Eager to get their message out to the audience of policymakers last month,
the team had their paper translated into Russian.
“There’s no use to doing this kind of work unless you can influence
policy, so that’s our goal,” Brandeau says.
Helping at home
Brandeau has also applied her expertise to combating the domestic
HIV epidemic, which is still unfolding, although not as dramatically as in
Russia. In the United States about 40,000 new cases are reported every year.

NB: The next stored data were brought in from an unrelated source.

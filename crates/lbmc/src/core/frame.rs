// SPDX-License-Identifier: Apache-2.0 OR MIT
// Copyright (c) 2025-2026 naskel.com

//! Opaque, totally ordered frame marker supplied by the host.

use std::fmt;

/// Position of a captured frame in arrival order.
///
/// Only compared and displayed; the decoder never interprets the value.
#[derive(Debug, Clone, Copy, PartialEq, Eq, PartialOrd, Ord, Hash, Default)]
pub struct FrameMarker(pub u64);

impl fmt::Display for FrameMarker {
    fn fmt(&self, f: &mut fmt::Formatter<'_>) -> fmt::Result {
        write!(f, "{}", self.0)
    }
}

impl From<u64> for FrameMarker {
    fn from(value: u64) -> Self {
        Self(value)
    }
}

Brandeau has looked at whether policy makers at the federal and local levels
are allocating prevention funds optimally. In a paper published earlier this
year in the journal Medical Decision Making, she and former student
Gregory Zaric asked whether funds should be distributed in proportion to the
prevalence of the epidemic in an area, or based on which programs would be
most efficient in achieving results. For example, who should receive funding:
a low-prevalence area with very successful HIV prevention programs, or a region
heavily afflicted with HIV that lacks effective programs? Before any
money reaches patients, this decision is made twice: the Centers for Disease
Control and Prevention allocate money to 65 HIV Prevention Community Planning
Groups (CPG) around the country and those CPGs then allocate money to competing
local programs.
In a rigidly utilitarian way, it may seem obvious that all money should be
allocated to the most cost-effective programs, but there are a lot of reasons — often
important social and political ones — why the more typical practice is
to allocate money proportional to overall prevalence. Hoping to give policymakers
a clear picture of what the competing options mean in terms of infections prevented,
Brandeau and Zaric (now a professor at the University of Western Ontario) created
a model based on prevalence and efficacy data for three types of prevention
programs and three risk groups in 38 states, Puerto Rico and Washington DC.
They found that allocation based on efficacy at the federal and local levels
saves the most lives and that allocation based on proportion at both levels
saves the fewest (almost 25 percent fewer). But their model also went further
to uncover some important nuances. For example, assigning 50 percent of funds
for proportional allocation and distributing the rest based on efficiency saved
97 percent as many lives as focusing completely on efficiency, so there is
room for proportional allocation. It just shouldn’t be the predominant
practice.
On paper and in spreadsheets, Brandeau’s work appears as a series of complex
differential equations, summations, and other formulas that may not seem dramatic.
But when governments confront epidemics, thousands of lives are on the line.
Those are the numbers that add up in Brandeau’s math.